* Goal of the exercise *
Reproduce precisely the lines between the start of the data below and the line with "fitness, operators, decoding", both included.

[Data excerpts]
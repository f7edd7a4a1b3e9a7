//! Exam timetabling engine.
//!
//! Assigns exam sections to a date, start time, room and proctors for one
//! college at a time. A genetic search explores candidate timetables; the
//! best one is decoded into a committed schedule that never double-books a
//! room or a proctor, plus the sections left for manual scheduling.
//!
//! # Modules
//!
//! - **`models`**: Domain types: `Section`, `Room`, `ProctorAvailability`,
//!   `SlotCatalog`, `ScheduledExam`, `UnscheduledSection`, `Conflict`
//! - **`config`**: Exam configuration and GA parameters
//! - **`tracker`**: Per-pass room and proctor occupancy
//! - **`ga`**: Chromosome encoding, construction, fitness, operators, decoding
//! - **`scheduler`**: GA runner, progress and cancellation, persistence sink, summary
//! - **`validation`**: Pre-flight checks (fatal errors and warnings)
//! - **`error`**: Engine errors
//!
//! # Hard rules
//!
//! - A room or proctor holds at most one exam in any overlapping window.
//! - Night classes start in the evening; day classes never do.
//! - Every exam ends by 21:00.
//! - Sections of one course-group share date and start time.

pub mod config;
pub mod error;
pub mod ga;
pub mod models;
pub mod scheduler;
pub mod tracker;
pub mod validation;

pub use config::{ExamConfig, GaParams};
pub use error::{EngineError, Result};
pub use ga::{ExamCatalog, ExamProblem};
pub use scheduler::{ExamScheduler, ProgressReport, ScheduleOutcome, ScheduleSink, ScheduleSummary};
pub use validation::{preflight, PreflightIssue, PreflightKind};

* Your response *
repository f7edd7a4a1b3e9a7
//! Exam timetabling engine.
//!
//! Assigns exam sections to a date, start time, room and proctors for one
//! college at a time. A genetic search explores candidate timetables; the
//! best one is decoded into a committed schedule that never double-books a
//! room or a proctor, plus the sections left for manual scheduling.
//!
//! # Modules
//!
//! - **`models`**: Domain types: `Section`, `Room`, `ProctorAvailability`,
//!   `SlotCatalog`, `ScheduledExam`, `UnscheduledSection`, `Conflict`
//! - **`config`**: Exam configuration and GA parameters
//! - **`tracker`**: Per-pass room and proctor occupancy
//! - **`ga`**: Chromosome encoding, construction, fitness, operators, decoding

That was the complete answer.